Computational models for personalized knee joint surgery pre-planning relies on the study and observation of the main tibiofemoral ligaments. In-vivo applications are limited by the non-applicable standard techniques of assessing the mechanical stiffness and rupture force of the abovementioned tissues that are commonly performed in vitro. This limits the achievement of noninvasive approaches for properties estimation based on knee laxity in clinical implementation.
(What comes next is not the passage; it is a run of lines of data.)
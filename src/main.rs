use clap::{Parser, Subcommand};
use pepver::{Error, Segment, Version};
use std::cmp::Ordering;
use tracing::level_filters::LevelFilter;
use tracing_subscriber::{fmt, layer::SubscriberExt, util::SubscriberInitExt, EnvFilter};

#[derive(thiserror::Error, Debug)]
pub enum CliError {
    #[error("{0}")]
    LibraryError(#[from] Error),
}

impl From<pepver::ParseError> for CliError {
    fn from(err: pepver::ParseError) -> Self {
        CliError::LibraryError(err.into())
    }
}

impl From<pepver::UpdateError> for CliError {
    fn from(err: pepver::UpdateError) -> Self {
        CliError::LibraryError(err.into())
    }
}

/// Parse, compare and bump PEP 440 versions.
#[derive(Parser, Debug)]
#[command(author, version, about, long_about = None)]
struct Cli {
    /// Log debug messages to stderr. `PEPVER_LOG` takes precedence.
    #[arg(short, long, global = true)]
    verbose: bool,

    #[command(subcommand)]
    command: Commands,
}

#[derive(Subcommand, Debug)]
enum Commands {
    /// Prints the canonical form of a version
    Parse {
        /// The version string to parse
        version: String,

        /// Print each field on its own line instead
        #[arg(long)]
        fields: bool,
    },

    /// Checks that a version is a valid PEP 440 version. Prints `true` or `false` and exits with
    /// 0 or 1 respectively.
    Valid {
        /// The version string to validate
        version: String,
    },

    /// Moves one segment of a version and clears the segments after it.
    ///
    /// Segments are `major`, `minor`, `micro`, `release` (the last release number), `pre`, `post`,
    /// `dev`, or a release index (`0` is major).
    Bump {
        /// The version string to update
        version: String,

        /// The segment to update
        #[arg(short, long, default_value = "release")]
        segment: Segment,

        /// How much to move the segment by. May be negative.
        #[arg(short, long, default_value_t = 1, allow_hyphen_values = true)]
        by: i64,
    },

    /// Compares two versions. Prints `<`, `==` or `>`.
    Compare {
        /// The left-hand version
        left: String,

        /// The right-hand version
        right: String,
    },

    /// Prints versions in ascending order, one per line, in canonical form
    Sort {
        /// The versions to sort
        #[arg(required = true)]
        versions: Vec<String>,
    },

    /// Checks that a version is final (neither a pre-release nor a dev-release). Prints `true` or
    /// `false` and exits with 0 or 1 respectively.
    Final {
        /// The version string to check
        version: String,
    },
}

type Output = (String, i32);

fn setup_logging(verbose: bool) {
    let default = if verbose {
        LevelFilter::DEBUG
    } else {
        LevelFilter::WARN
    };
    let filter = EnvFilter::builder()
        .with_default_directive(default.into())
        .with_env_var("PEPVER_LOG")
        .from_env_lossy();

    tracing_subscriber::registry()
        .with(filter)
        .with(
            fmt::layer()
                .without_time()
                .with_target(false)
                .with_writer(std::io::stderr),
        )
        .init();
}

fn main() {
    let cli = Cli::parse();

    setup_logging(cli.verbose);

    match do_work(cli) {
        Ok((output, exit_code)) => {
            println!("{output}");
            std::process::exit(exit_code);
        }
        Err(e) => {
            eprintln!("{}", e);
            std::process::exit(1);
        }
    }
}

fn bool_output(value: bool) -> Output {
    if value {
        ("true".to_string(), 0)
    } else {
        ("false".to_string(), 1)
    }
}

fn fields(version: &Version) -> String {
    let optional = |value: Option<String>| value.unwrap_or_else(|| "none".to_string());
    let release = version
        .release()
        .iter()
        .map(u64::to_string)
        .collect::<Vec<_>>()
        .join(".");
    let local = version.local().map(|segments| {
        segments
            .iter()
            .map(ToString::to_string)
            .collect::<Vec<_>>()
            .join(".")
    });
    [
        format!("epoch: {}", version.epoch()),
        format!("release: {release}"),
        format!("pre: {}", optional(version.pre().map(|pre| pre.to_string()))),
        format!("post: {}", optional(version.post().map(|n| n.to_string()))),
        format!("dev: {}", optional(version.dev().map(|n| n.to_string()))),
        format!("local: {}", optional(local)),
    ]
    .join("\n")
}

fn do_work(cli: Cli) -> Result<Output, CliError> {
    match cli.command {
        Commands::Parse { version, fields: show_fields } => {
            let version = Version::parse(&version)?;
            let output = if show_fields {
                fields(&version)
            } else {
                version.to_string()
            };
            Ok((output, 0))
        }
        Commands::Valid { version } => Ok(bool_output(Version::parse(&version).is_ok())),
        Commands::Bump {
            version,
            segment,
            by,
        } => {
            let next = Version::parse(&version)?.update(segment, by)?;
            Ok((next.to_string(), 0))
        }
        Commands::Compare { left, right } => {
            let ordering = Version::parse(&left)?.cmp(&Version::parse(&right)?);
            let symbol = match ordering {
                Ordering::Less => "<",
                Ordering::Equal => "==",
                Ordering::Greater => ">",
            };
            Ok((symbol.to_string(), 0))
        }
        Commands::Sort { versions } => {
            let mut versions = versions
                .iter()
                .map(|version| Version::parse(version))
                .collect::<Result<Vec<_>, _>>()?;
            versions.sort();
            let output = versions
                .iter()
                .map(ToString::to_string)
                .collect::<Vec<_>>()
                .join("\n");
            Ok((output, 0))
        }
        Commands::Final { version } => Ok(bool_output(Version::parse(&version)?.is_final())),
    }
}

#[cfg(test)]
mod tests {
    use super::*;
    use rstest::*;

    fn run(args: &[&str]) -> Result<Output, CliError> {
        let cli = Cli::try_parse_from(std::iter::once("pepver").chain(args.iter().copied()))
            .unwrap();
        do_work(cli)
    }

    #[rstest]
    #[case(&["parse", "1.0-Alpha"], "1.0a0", 0)]
    #[case(&["valid", "1.0.post1"], "true", 0)]
    #[case(&["valid", "not-a-version"], "false", 1)]
    #[case(&["bump", "1.2.3"], "1.2.4", 0)]
    #[case(&["bump", "1.2.3", "--segment", "minor"], "1.3", 0)]
    #[case(&["bump", "1.2.3.4a5.post6", "-s", "post", "--by", "-2"], "1.2.3.4a5.post4", 0)]
    #[case(&["bump", "1.2.3", "-s", "4"], "1.2.3.0.1", 0)]
    #[case(&["compare", "1.0", "1.0.0"], "==", 0)]
    #[case(&["compare", "1.0rc1", "1.0"], "<", 0)]
    #[case(&["compare", "1.0+1", "1.0+abc"], ">", 0)]
    #[case(&["sort", "1.0", "1.0.dev1", "1.0.post1", "1.0a1"], "1.0.dev1\n1.0a1\n1.0\n1.0.post1", 0)]
    #[case(&["final", "1.0.post1"], "true", 0)]
    #[case(&["final", "1.0.dev1"], "false", 1)]
    fn test_commands(#[case] args: &[&str], #[case] output: &str, #[case] exit_code: i32) {
        let (actual, actual_code) = run(args).unwrap();
        assert_eq!(output, actual);
        assert_eq!(exit_code, actual_code);
    }

    #[test]
    fn test_parse_fields() {
        let (output, _) = run(&["parse", "--fields", "2!1.0rc1.dev3+Ubuntu-1"]).unwrap();
        assert_eq!(
            "epoch: 2\nrelease: 1.0\npre: rc1\npost: none\ndev: 3\nlocal: ubuntu.1",
            output
        );
    }

    #[rstest]
    #[case(&["parse", "not-a-version"])]
    #[case(&["bump", "1.0", "-s", "pre"])]
    #[case(&["compare", "1.0", "1.0gamma"])]
    #[case(&["bump", "1.0", "-s", "18446744073709551615"])]
    fn test_command_errors(#[case] args: &[&str]) {
        assert!(run(args).is_err());
    }

    #[test]
    fn test_unknown_segment_rejected_by_clap() {
        let res = Cli::try_parse_from(["pepver", "bump", "1.0", "--segment", "patch"]);
        assert!(res.is_err());
    }
}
Magnetic resonance imaging (MRI) of the knee is the standard-of-care imaging modality to evaluate knee disorders and more musculoskeletal (MSK) MRI examinations are performed on the knee than on any other region of the body.
Due to the quantity and detail of images in each knee MRI exam, accurate interpretation of knee MRI is time-intensive and prone to inter- and intra-reviewer variability, even when performed by specialized radiologists.
In a recent study, it’s been explored the potential role of quantitative MRI and dimensional properties, in characterizing the mechanical properties of the main tibiofemoral ligaments. After MR scanning of cadaveric legs, all the main tibiofemoral bone-ligaments-bone specimens were tested in vitro. The digital image correlation technique was implemented to check the strain behaviour of the specimen and rupture region and to assure the fixation of the ligament bony block during the test. Linear mixed statistical models for repeated measures were used to examine the association of MRI parameters and dimensional measurements with the mechanical properties (stiffness and rupture force). The study revealed the potentials of using quantitative MR parameters combined with specimen volume to estimate the essential mechanical properties of all main tibiofemoral ligaments required for subject-specific computational modelling of the human knee joint.